>>

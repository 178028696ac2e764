//! Background loops owned by each engine: the filesystem watcher, the
//! periodic full sync, the source poller, and the failed-file retry. All
//! of them observe the engine's cancellation token within one tick.

use std::sync::Arc;
use std::time::Duration;

use notify::event::ModifyKind;
use notify::{EventKind, RecursiveMode, Watcher};
use tracing::{debug, warn};

use crate::engine::SyncEngine;

const WATCH_DEBOUNCE: Duration = Duration::from_secs(5);
const FAILED_RETRY_INTERVAL: Duration = Duration::from_secs(3600);

pub(crate) fn spawn_all(engine: Arc<SyncEngine>) {
    spawn_watch_loop(engine.clone());
    spawn_periodic_loop(engine.clone());
    spawn_poll_loop(engine.clone());
    spawn_failed_retry_loop(engine);
}

/// Filesystem events debounce for five seconds of quiet, then trigger a
/// fresh cycle. Only write/create/remove/rename events count, and only for
/// paths the scan filter would keep.
fn spawn_watch_loop(engine: Arc<SyncEngine>) {
    tokio::spawn(async move {
        let (tx, mut rx) = tokio::sync::mpsc::unbounded_channel();
        let mut watcher = match notify::recommended_watcher(
            move |res: Result<notify::Event, notify::Error>| {
                if let Ok(event) = res {
                    let _ = tx.send(event);
                }
            },
        ) {
            Ok(watcher) => watcher,
            Err(e) => {
                warn!(engine = engine.config.id, error = %e, "watcher init failed");
                return;
            }
        };
        if let Err(e) = watcher.watch(
            engine.config.source_dir.as_std_path(),
            RecursiveMode::Recursive,
        ) {
            warn!(engine = engine.config.id, error = %e, "watch registration failed");
            return;
        }

        let mut deadline: Option<tokio::time::Instant> = None;
        loop {
            tokio::select! {
                _ = engine.cancel.cancelled() => break,
                received = rx.recv() => {
                    match received {
                        Some(event) if is_relevant(&engine, &event) => {
                            deadline = Some(tokio::time::Instant::now() + WATCH_DEBOUNCE);
                        }
                        Some(_) => {}
                        None => break,
                    }
                }
                _ = async {
                    match deadline {
                        Some(at) => tokio::time::sleep_until(at).await,
                        None => std::future::pending().await,
                    }
                } => {
                    deadline = None;
                    debug!(engine = engine.config.id, "watch debounce elapsed");
                    engine.spawn_sync(None);
                }
            }
        }
        debug!(engine = engine.config.id, "watch loop stopped");
    });
}

fn is_relevant(engine: &SyncEngine, event: &notify::Event) -> bool {
    let kind_counts = matches!(
        event.kind,
        EventKind::Create(_)
            | EventKind::Remove(_)
            | EventKind::Modify(ModifyKind::Data(_) | ModifyKind::Name(_) | ModifyKind::Any)
    );
    if !kind_counts {
        return false;
    }
    event.paths.iter().any(|path| {
        match path.strip_prefix(engine.config.source_dir.as_std_path()) {
            Ok(rel) => !engine.filter.is_excluded(&rel.to_string_lossy().replace('\\', "/")),
            Err(_) => false,
        }
    })
}

/// Full sync every `watch_interval`, as a backstop for anything the
/// watcher missed.
fn spawn_periodic_loop(engine: Arc<SyncEngine>) {
    let period = engine.config.watch_interval;
    if period.is_zero() {
        return;
    }
    tokio::spawn(async move {
        let mut ticker = tokio::time::interval_at(tokio::time::Instant::now() + period, period);
        loop {
            tokio::select! {
                _ = engine.cancel.cancelled() => break,
                _ = ticker.tick() => {
                    debug!(engine = engine.config.id, "periodic sync tick");
                    engine.spawn_sync(None);
                }
            }
        }
    });
}

/// Scan-only diff against the last known source. Overlay and network
/// mounts drop inotify events; this loop catches what they lose.
fn spawn_poll_loop(engine: Arc<SyncEngine>) {
    let period = engine.config.poll_interval;
    if period.is_zero() {
        return;
    }
    tokio::spawn(async move {
        let mut ticker = tokio::time::interval_at(tokio::time::Instant::now() + period, period);
        loop {
            tokio::select! {
                _ = engine.cancel.cancelled() => break,
                _ = ticker.tick() => poll_once(&engine).await,
            }
        }
    });
}

async fn poll_once(engine: &Arc<SyncEngine>) {
    if engine.is_paused() {
        return;
    }
    let current = match engine.scan_source().await {
        Ok(manifest) => manifest,
        Err(e) => {
            warn!(engine = engine.config.id, error = %e, "poll scan failed");
            return;
        }
    };
    let changed = {
        let st = engine.state();
        st.last_source_manifest
            .as_ref()
            .map(|last| last != &current)
            .unwrap_or(true)
    };
    if changed {
        debug!(engine = engine.config.id, "poll detected source change");
        engine.spawn_sync(Some(current));
    }
}

/// Hourly retry of anything in the failed set.
fn spawn_failed_retry_loop(engine: Arc<SyncEngine>) {
    tokio::spawn(async move {
        let mut ticker = tokio::time::interval_at(
            tokio::time::Instant::now() + FAILED_RETRY_INTERVAL,
            FAILED_RETRY_INTERVAL,
        );
        loop {
            tokio::select! {
                _ = engine.cancel.cancelled() => break,
                _ = ticker.tick() => {
                    let has_failures = !engine.state().failed_files.is_empty();
                    if has_failures {
                        debug!(engine = engine.config.id, "retrying failed files");
                        engine.spawn_sync(None);
                    }
                }
            }
        }
    });
}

<<

## Work instruction:
Once you have counted the lines of the data that contain the word "events", please reply with that number alone.

## Exercise answer:
3